O velho Huang, surgido não se sabe de onde, sorria com um pedaço de bacon defumado na mão: “Vou te servir nosso fondue de bacon caseiro, os ingredientes são todos da horta, fresquinhos, como vocês dizem, ecológicos!”
Seu jeito simpático deixava Wang Hao ainda mais feliz; o ambiente rural era relaxante. A senhora Huang conduziu Wang Hao ao segundo andar, limpando as mãos no avental, sorrindo com certo constrangimento: “Este é o quarto do meu filho, mas ele só volta no Ano Novo, fica vazio no resto do ano. Então decidimos oferecê-lo para turistas como você. Pode ficar tranquilo, está limpo, troquei a roupa de cama, o edredom acabou de sair do sol, ainda tem o cheiro de luz!”
“Ótimo, gostei, vá cuidar de suas coisas, vou me deitar um pouco, a viagem me cansou.”
Fechando a porta, Wang Hao sentou-se na cama e logo se deitou, exausto. Se não fosse a empolgação, ainda estaria na estrada. Mas ao ver o anel no dedo mindinho, a curiosidade aguçou. Agora, no vilarejo, o celular tinha sinal; se encontrasse palavras difíceis, poderia consultar o dicionário e talvez decifrar o conteúdo daquele papel.

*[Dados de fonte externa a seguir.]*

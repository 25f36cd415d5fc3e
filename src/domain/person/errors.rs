//! Person-specific error types.
//!
//! Booking failures used to be silent no-ops. They are reported explicitly
//! so callers can tell "booked" from "skipped".

use crate::domain::foundation::{DomainError, ErrorCode, EventId, PersonId, TicketId};
use thiserror::Error;

/// Booking engine precondition failures. State is unchanged when returned.
#[derive(Debug, Clone, PartialEq, Eq, Error)]
pub enum BookingError {
    /// The ticket is not available (booked by someone else, or locked).
    #[error("Ticket {ticket_id} is not available")]
    TicketUnavailable { ticket_id: TicketId },

    /// The customer already holds the ticket.
    #[error("Ticket {ticket_id} is already booked by this customer")]
    AlreadyBooked { ticket_id: TicketId },

    /// The customer does not hold the ticket.
    #[error("Ticket {ticket_id} is not booked by this customer")]
    NotBooked { ticket_id: TicketId },
}

impl BookingError {
    /// Returns the error code for this error.
    pub fn code(&self) -> ErrorCode {
        match self {
            BookingError::TicketUnavailable { .. } => ErrorCode::TicketUnavailable,
            BookingError::AlreadyBooked { .. } => ErrorCode::TicketAlreadyBooked,
            BookingError::NotBooked { .. } => ErrorCode::BookingNotFound,
        }
    }

    /// The ticket the failed operation targeted.
    pub fn ticket_id(&self) -> TicketId {
        match self {
            BookingError::TicketUnavailable { ticket_id }
            | BookingError::AlreadyBooked { ticket_id }
            | BookingError::NotBooked { ticket_id } => *ticket_id,
        }
    }
}

impl From<BookingError> for DomainError {
    fn from(err: BookingError) -> Self {
        DomainError::new(err.code(), err.to_string())
            .with_detail("ticket_id", err.ticket_id().to_string())
    }
}

/// Errors raised when managing an administrator's events.
#[derive(Debug, Clone, PartialEq, Eq, Error)]
pub enum AdministratorError {
    /// The event to assign does not exist.
    #[error("Cannot assign missing event {event_id} to administrator {administrator_id}")]
    MissingEvent {
        administrator_id: PersonId,
        event_id: EventId,
    },
}

impl AdministratorError {
    pub fn code(&self) -> ErrorCode {
        match self {
            AdministratorError::MissingEvent { .. } => ErrorCode::InvalidArgument,
        }
    }
}

impl From<AdministratorError> for DomainError {
    fn from(err: AdministratorError) -> Self {
        DomainError::new(err.code(), err.to_string())
    }
}
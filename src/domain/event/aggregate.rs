//! Event aggregate.
//!
//! An event owns its tickets. Tickets can only enter through
//! [`Event::add_ticket`] and leave when the event (or, under the cascade
//! policy, the holding customer) is deleted.
//!
//! # Design Decisions
//!
//! - **Venue by reference**: the event stores a `VenueId`, never a loaded
//!   venue. Callers that need the venue load it explicitly from the store.
//! - **Cancellation reuses the availability flag**: after
//!   [`Event::mark_as_cancelled`] sold and locked tickets are
//!   indistinguishable, so [`Event::revenue`] reports the full ticket total.
//! - **Cancellation is final**: a cancelled event accepts no new tickets and
//!   never releases a locked one.

use crate::domain::foundation::{EventId, Money, TicketId, Timestamp, ValidationError, VenueId};
use serde::{Deserialize, Serialize};

use super::{EventError, Ticket};

/// Event aggregate - a dated happening with a pool of tickets.
#[derive(Debug, Clone, PartialEq, Eq, Serialize, Deserialize)]
pub struct Event {
    id: EventId,
    name: String,
    date: Timestamp,
    venue: Option<VenueId>,
    tickets: Vec<Ticket>,
    #[serde(default)]
    cancelled: bool,
}

impl Event {
    /// Creates a new event without venue or tickets.
    ///
    /// # Errors
    ///
    /// Returns `EmptyField` if `name` is blank.
    pub fn new(name: impl Into<String>, date: Timestamp) -> Result<Self, ValidationError> {
        let name = name.into();
        if name.trim().is_empty() {
            return Err(ValidationError::empty_field("name"));
        }
        Ok(Self {
            id: EventId::new(),
            name,
            date,
            venue: None,
            tickets: Vec::new(),
            cancelled: false,
        })
    }

    /// Builder-style venue assignment.
    pub fn with_venue(mut self, venue_id: VenueId) -> Self {
        self.venue = Some(venue_id);
        self
    }

    pub fn id(&self) -> EventId {
        self.id
    }

    pub fn name(&self) -> &str {
        &self.name
    }

    pub fn date(&self) -> Timestamp {
        self.date
    }

    /// The referenced venue, if any. Not loaded.
    pub fn venue_id(&self) -> Option<VenueId> {
        self.venue
    }

    pub fn set_venue(&mut self, venue_id: Option<VenueId>) {
        self.venue = venue_id;
    }

    pub fn is_cancelled(&self) -> bool {
        self.cancelled
    }

    /// Copies name, date, venue and the cancelled marker from `other`.
    ///
    /// Tickets are left alone; they change only one at a time. A cancelled
    /// event stays cancelled.
    pub(crate) fn adopt_details(&mut self, other: &Event) {
        self.name = other.name.clone();
        self.date = other.date;
        self.venue = other.venue;
        self.cancelled |= other.cancelled;
    }

    /// Read-only view of the event's tickets, in insertion order.
    pub fn tickets(&self) -> &[Ticket] {
        &self.tickets
    }

    pub fn ticket(&self, ticket_id: TicketId) -> Option<&Ticket> {
        self.tickets.iter().find(|t| t.id() == ticket_id)
    }

    /// Mutable access to a single ticket, for booking and cancellation.
    pub fn ticket_mut(&mut self, ticket_id: TicketId) -> Option<&mut Ticket> {
        self.tickets.iter_mut().find(|t| t.id() == ticket_id)
    }

    pub fn contains_ticket(&self, ticket_id: TicketId) -> bool {
        self.ticket(ticket_id).is_some()
    }

    /// Appends a ticket to the event.
    ///
    /// # Errors
    ///
    /// Returns `DuplicateTicket` if a ticket with the same id is already
    /// present. The event keeps exactly one copy. Returns `EventCancelled`
    /// once the event is cancelled.
    pub fn add_ticket(&mut self, ticket: Ticket) -> Result<(), EventError> {
        if self.cancelled {
            return Err(EventError::EventCancelled { event_id: self.id });
        }
        if self.contains_ticket(ticket.id()) {
            return Err(EventError::DuplicateTicket {
                event_id: self.id,
                ticket_id: ticket.id(),
            });
        }
        self.tickets.push(ticket);
        Ok(())
    }

    /// Removes a ticket from the event. Used by the store's cascade rules.
    pub(crate) fn remove_ticket(&mut self, ticket_id: TicketId) -> Option<Ticket> {
        let index = self.tickets.iter().position(|t| t.id() == ticket_id)?;
        Some(self.tickets.remove(index))
    }

    /// Returns a ticket to the available pool.
    ///
    /// Returns false if the ticket is not part of the event or the event is
    /// cancelled; tickets of a cancelled event stay locked.
    pub fn release_ticket(&mut self, ticket_id: TicketId) -> bool {
        if self.cancelled {
            return false;
        }
        match self.ticket_mut(ticket_id) {
            Some(ticket) => {
                ticket.set_availability(true);
                true
            }
            None => false,
        }
    }

    /// Locks every ticket of the event, whatever its current state, and marks
    /// the event cancelled.
    ///
    /// Returns the number of tickets that were still available.
    pub fn mark_as_cancelled(&mut self) -> usize {
        self.cancelled = true;
        let mut locked = 0;
        for ticket in &mut self.tickets {
            if ticket.is_available() {
                locked += 1;
            }
            ticket.set_availability(false);
        }
        locked
    }

    /// Sum of prices over unavailable tickets.
    pub fn revenue(&self) -> Money {
        self.tickets
            .iter()
            .filter(|t| !t.is_available())
            .map(Ticket::price)
            .sum()
    }

    /// Number of tickets that are no longer available.
    pub fn unavailable_count(&self) -> usize {
        self.tickets.iter().filter(|t| !t.is_available()).count()
    }
}

#[cfg(test)]
mod tests {
    use super::*;
    use proptest::prelude::*;

    fn concert() -> Event {
        Event::new("Concert", Timestamp::now()).unwrap()
    }

    #[test]
    fn new_rejects_blank_name() {
        let result = Event::new("   ", Timestamp::now());
        assert_eq!(result.unwrap_err(), ValidationError::empty_field("name"));
    }

    #[test]
    fn add_ticket_appends_ticket() {
        let mut event = concert();
        event.add_ticket(Ticket::new(Money::from_units(50), "A1")).unwrap();

        assert_eq!(event.tickets().len(), 1);
    }

    #[test]
    fn adding_same_ticket_twice_keeps_one_copy() {
        let mut event = concert();
        let ticket = Ticket::new(Money::from_units(50), "A1");
        let ticket_id = ticket.id();

        event.add_ticket(ticket.clone()).unwrap();
        let err = event.add_ticket(ticket).unwrap_err();

        assert_eq!(
            err,
            EventError::DuplicateTicket {
                event_id: event.id(),
                ticket_id
            }
        );
        assert_eq!(event.tickets().len(), 1);
    }

    #[test]
    fn revenue_sums_unavailable_tickets() {
        let mut event = concert();
        let mut first = Ticket::new(Money::from_units(50), "A1");
        let mut second = Ticket::new(Money::from_units(70), "A2");
        first.mark_unavailable();
        second.mark_unavailable();
        event.add_ticket(first).unwrap();
        event.add_ticket(second).unwrap();
        event.add_ticket(Ticket::new(Money::from_units(30), "A3")).unwrap();

        assert_eq!(event.revenue(), Money::from_units(120));
    }

    #[test]
    fn revenue_of_event_without_sales_is_zero() {
        let mut event = concert();
        event.add_ticket(Ticket::new(Money::from_units(50), "A1")).unwrap();
        assert_eq!(event.revenue(), Money::ZERO);
    }

    #[test]
    fn cancellation_locks_every_ticket() {
        let mut event = concert();
        let mut sold = Ticket::new(Money::from_units(50), "A1");
        sold.mark_unavailable();
        event.add_ticket(sold).unwrap();
        event.add_ticket(Ticket::new(Money::from_units(70), "A2")).unwrap();

        let locked = event.mark_as_cancelled();

        assert_eq!(locked, 1);
        assert!(event.tickets().iter().all(|t| !t.is_available()));
    }

    #[test]
    fn cancelled_event_rejects_new_tickets() {
        let mut event = concert();
        event.mark_as_cancelled();

        let err = event
            .add_ticket(Ticket::new(Money::from_units(10), "A1"))
            .unwrap_err();

        assert!(event.is_cancelled());
        assert_eq!(err, EventError::EventCancelled { event_id: event.id() });
        assert!(event.tickets().is_empty());
    }

    #[test]
    fn release_ticket_frees_ticket_of_running_event() {
        let mut event = concert();
        let mut ticket = Ticket::new(Money::from_units(10), "A1");
        ticket.mark_unavailable();
        let ticket_id = ticket.id();
        event.add_ticket(ticket).unwrap();

        assert!(event.release_ticket(ticket_id));
        assert!(event.ticket(ticket_id).unwrap().is_available());
    }

    #[test]
    fn cancelled_event_keeps_tickets_locked_on_release() {
        let mut event = concert();
        let ticket = Ticket::new(Money::from_units(10), "A1");
        let ticket_id = ticket.id();
        event.add_ticket(ticket).unwrap();
        event.mark_as_cancelled();

        assert!(!event.release_ticket(ticket_id));
        assert!(!event.ticket(ticket_id).unwrap().is_available());
    }

    #[test]
    fn adopt_details_leaves_tickets_and_cancellation() {
        let mut stored = concert();
        let stale = stored.clone();
        stored.add_ticket(Ticket::new(Money::from_units(10), "A1")).unwrap();
        stored.mark_as_cancelled();
        let mut renamed = stale;
        renamed.name = "Renamed".to_string();

        stored.adopt_details(&renamed);

        assert_eq!(stored.name(), "Renamed");
        assert_eq!(stored.tickets().len(), 1);
        assert!(stored.is_cancelled());
    }

    #[test]
    fn revenue_after_cancellation_is_full_ticket_total() {
        let mut event = concert();
        event.add_ticket(Ticket::new(Money::from_units(120), "A1")).unwrap();

        event.mark_as_cancelled();

        assert_eq!(event.revenue(), Money::from_units(120));
    }

    #[test]
    fn remove_ticket_drops_only_that_ticket() {
        let mut event = concert();
        let keep = Ticket::new(Money::from_units(10), "A1");
        let removed = Ticket::new(Money::from_units(20), "A2");
        let drop_id = removed.id();
        event.add_ticket(keep).unwrap();
        event.add_ticket(removed).unwrap();

        assert!(event.remove_ticket(drop_id).is_some());
        assert!(event.remove_ticket(drop_id).is_none());
        assert_eq!(event.tickets().len(), 1);
    }

    proptest! {
        #[test]
        fn revenue_matches_sum_of_unavailable_prices(
            tickets in prop::collection::vec((0u64..100_000, any::<bool>()), 0..40)
        ) {
            let mut event = concert();
            let mut expected = 0u64;
            for (i, (cents, available)) in tickets.iter().enumerate() {
                let mut ticket = Ticket::new(Money::from_cents(*cents), format!("S{}", i));
                ticket.set_availability(*available);
                if !available {
                    expected += cents;
                }
                event.add_ticket(ticket).unwrap();
            }
            prop_assert_eq!(event.revenue(), Money::from_cents(expected));
        }

        #[test]
        fn revenue_after_cancellation_equals_all_prices(
            prices in prop::collection::vec(0u64..100_000, 0..40)
        ) {
            let mut event = concert();
            for (i, cents) in prices.iter().enumerate() {
                event.add_ticket(Ticket::new(Money::from_cents(*cents), format!("S{}", i))).unwrap();
            }
            event.mark_as_cancelled();
            prop_assert_eq!(event.revenue(), Money::from_cents(prices.iter().sum::<u64>()));
        }
    }
}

Sem hesitar, tirou o pequeno cofre de madeira do anel mágico, deixou o galho desconhecido na cama e pegou cuidadosamente a folha de papel, primeiro fotografando para guardar a imagem, depois lendo à luz da janela.
“O que é isso, carvalho?” Consultando o dicionário no celular, anotava as traduções. “Natureza? Feiticeiro? Que coisa estranha!”

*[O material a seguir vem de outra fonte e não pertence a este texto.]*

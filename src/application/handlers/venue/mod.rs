//! Venue handlers.
//!
//! ## Commands
//! - Creating venues
//! - Deleting venues (restricted while referenced)
//!
//! ## Queries
//! - Remaining seats at a venue

mod create_venue;
mod delete_venue;
mod get_venue_availability;

// Commands
pub use create_venue::{CreateVenueCommand, CreateVenueHandler, CreateVenueResult};
pub use delete_venue::{DeleteVenueCommand, DeleteVenueHandler, DeleteVenueResult};

// Queries
pub use get_venue_availability::{
    GetVenueAvailabilityHandler, GetVenueAvailabilityQuery, GetVenueAvailabilityResult,
};
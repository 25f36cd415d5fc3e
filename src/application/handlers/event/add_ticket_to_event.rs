//! AddTicketToEventHandler - Command handler for adding a ticket to an event.

use std::sync::Arc;

use crate::application::{EntityKind, TicketingError, TicketingLocks};
use crate::domain::event::Ticket;
use crate::domain::foundation::EventId;
use crate::ports::{EventRepository, UnitOfWork, WriteBatch};

/// Command to add a ticket to an event.
#[derive(Debug, Clone)]
pub struct AddTicketToEventCommand {
    pub event_id: EventId,
    pub ticket: Ticket,
}

/// Result of adding a ticket.
#[derive(Debug, Clone)]
pub struct AddTicketToEventResult {
    pub event_id: EventId,
    pub ticket: Ticket,
    /// Number of tickets the event owns afterwards.
    pub ticket_count: usize,
}

/// Handler for adding tickets to events.
///
/// Re-adding a ticket the event already owns fails with `DuplicateTicket`
/// and leaves the event unchanged.
pub struct AddTicketToEventHandler {
    events: Arc<dyn EventRepository>,
    unit_of_work: Arc<dyn UnitOfWork>,
    locks: Arc<TicketingLocks>,
}

impl AddTicketToEventHandler {
    pub fn new(
        events: Arc<dyn EventRepository>,
        unit_of_work: Arc<dyn UnitOfWork>,
        locks: Arc<TicketingLocks>,
    ) -> Self {
        Self {
            events,
            unit_of_work,
            locks,
        }
    }

    pub async fn handle(
        &self,
        cmd: AddTicketToEventCommand,
    ) -> Result<AddTicketToEventResult, TicketingError> {
        let _event_guard = self.locks.events.acquire(cmd.event_id).await;

        let mut event = self
            .events
            .find_by_id(cmd.event_id)
            .await?
            .ok_or_else(|| TicketingError::not_found(EntityKind::Event, cmd.event_id))?;

        if let Err(err) = event.add_ticket(cmd.ticket.clone()) {
            tracing::warn!(event_id = %cmd.event_id, ticket_id = %cmd.ticket.id(), "{}", err);
            return Err(err.into());
        }

        self.unit_of_work
            .commit(WriteBatch::new().put_ticket(cmd.event_id, cmd.ticket.clone()))
            .await?;

        tracing::info!(
            event_id = %cmd.event_id,
            ticket_id = %cmd.ticket.id(),
            seat = cmd.ticket.seat(),
            "Ticket added"
        );

        Ok(AddTicketToEventResult {
            event_id: cmd.event_id,
            ticket: cmd.ticket,
            ticket_count: event.tickets().len(),
        })
    }
}
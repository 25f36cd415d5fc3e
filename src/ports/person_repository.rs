//! Person repository port.
//!
//! Administrators and customers share one collection keyed by `PersonId`;
//! the role travels with the record as its discriminator.

use async_trait::async_trait;

use crate::domain::foundation::{DomainError, PersonId, Repository, TicketId};
use crate::domain::person::Person;

/// Repository port for [`Person`] records.
///
/// `remove` on a customer applies the store's configured
/// [`CustomerDeletePolicy`](crate::domain::integrity::CustomerDeletePolicy)
/// to the customer's booked tickets.
#[async_trait]
pub trait PersonRepository: Repository<Person, PersonId> {
    /// Finds a person by email address (exact match).
    async fn find_by_email(&self, email: &str) -> Result<Option<Person>, DomainError>;

    /// Finds the customer currently holding `ticket_id`, if any.
    async fn find_holder_of(&self, ticket_id: TicketId) -> Result<Option<Person>, DomainError>;
}

#[cfg(test)]
mod tests {
    use super::*;

    #[allow(dead_code)]
    fn assert_object_safe(_: &dyn PersonRepository) {}
}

Jogou o celular na cama, achando-se maluco por traduzir aquilo. Mas, pensando no anel mágico, mais impressionante que Harry Potter, talvez existisse mesmo um feiticeiro.

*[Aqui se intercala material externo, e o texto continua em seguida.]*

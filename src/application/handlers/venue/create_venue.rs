//! CreateVenueHandler - Command handler for registering a venue.

use std::sync::Arc;

use crate::application::TicketingError;
use crate::domain::venue::{Address, Venue};
use crate::ports::VenueRepository;

/// Command to create a venue.
#[derive(Debug, Clone)]
pub struct CreateVenueCommand {
    pub name: String,
    pub street: String,
    pub city: String,
    pub postal_code: String,
    pub capacity: u32,
}

/// Result of successful venue creation.
#[derive(Debug, Clone)]
pub struct CreateVenueResult {
    pub venue: Venue,
}

/// Handler for creating venues.
pub struct CreateVenueHandler {
    venues: Arc<dyn VenueRepository>,
}

impl CreateVenueHandler {
    pub fn new(venues: Arc<dyn VenueRepository>) -> Self {
        Self { venues }
    }

    pub async fn handle(&self, cmd: CreateVenueCommand) -> Result<CreateVenueResult, TicketingError> {
        let address = Address::new(cmd.street, cmd.city, cmd.postal_code);
        let venue = Venue::new(cmd.name, address, cmd.capacity)?;

        self.venues.add(&venue).await?;

        tracing::info!(venue_id = %venue.id(), capacity = venue.capacity(), "Venue created");

        Ok(CreateVenueResult { venue })
    }
}
//! Application layer - Commands, Queries, and Handlers.
//!
//! This layer orchestrates domain operations and coordinates between ports.
//! Command handlers take the record locks they need from [`TicketingLocks`]
//! and commit through the unit of work; query handlers only read.

mod error;
pub mod handlers;
mod locks;

pub use error::{EntityKind, TicketingError};
pub use locks::{LockRegistry, RecordGuard, TicketingLocks};

pub use handlers::*;
//! Ports - Interfaces for external dependencies.
//!
//! Following hexagonal architecture, ports define the contracts between
//! the domain and the outside world. Adapters implement these ports.
//!
//! ## Store Ports
//!
//! - `PersonRepository` - Administrators and customers
//! - `VenueRepository` - Venues (restrict on delete)
//! - `EventRepository` - Events with their tickets (cascade on delete)
//! - `CategoryRepository` - Event groupings
//! - `UnitOfWork` - Atomic multi-entity commits

mod category_repository;
mod event_repository;
mod person_repository;
mod unit_of_work;
mod venue_repository;

pub use category_repository::CategoryRepository;
pub use event_repository::EventRepository;
pub use person_repository::PersonRepository;
pub use unit_of_work::{UnitOfWork, WriteBatch, WriteOp};
pub use venue_repository::VenueRepository;
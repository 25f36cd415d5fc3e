//! Event domain module.
//!
//! Event lifecycle, ticket ownership and revenue.
//!
//! # Module Structure
//!
//! - `aggregate` - Event aggregate owning its tickets
//! - `ticket` - Ticket entity and availability flag
//! - `errors` - Event-specific errors

mod aggregate;
mod errors;
mod ticket;

pub use aggregate::Event;
pub use errors::EventError;
pub use ticket::Ticket;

Após extravasar um pouco, Wang Hao, com a ajuda do celular e da internet, conseguiu traduzir o conteúdo do papel, quase ficando sem bateria!
O significado de cada palavra era claro, mas juntar tudo exigia reflexão. “Nossa seita do carvalho? Que culto é esse?” Lia e questionava. “Nossa seita do carvalho foi a maior da Ilha da Inglaterra, vivíamos nas florestas em paz, abençoados pelo deus das colheitas, a natureza era nossa amiga. Nós, druidas, éramos líderes tribais, conselheiros reais, porta-vozes dos deuses. Como último grande druida, vim sem querer para a China, mas não encontrei sucessor. A linhagem druídica não pode desaparecer; basta pingar uma gota de sangue no galho sagrado para obter a herança. Tudo no anel mágico é valioso.”
Traduzindo com dificuldade, Wang Hao ficou atônito. Como fã de World of Warcraft, conhecia bem o papel dos druidas, mas jamais imaginou encontrar algo assim na vida real. O galho deixado na cama era o galho sagrado, inacreditável.
Dobrou o papel, guardou no cofre, segurou o galho aparentemente comum, hesitante: deveria mesmo pingar sangue? Achou-se louco, respirou fundo, tirou o curativo e apertou o ferimento para extrair algumas gotas.
O sangue caiu sobre o galho, que imediatamente mudou: de seco, tornou-se verdejante, cheio de vida, e até brotou uma folha amarela nova, deixando Wang Hao estupefato. Era como ver um tronco florescer na primavera, algo incrível, nunca vivera nada tão extraordinário.
Imagens passaram diante de seus olhos: um grande druida britânico brandindo o bastão entre pedras antigas, druidas sendo massacrados pelo Império Romano, métodos de treinamento e feitiços druídicos.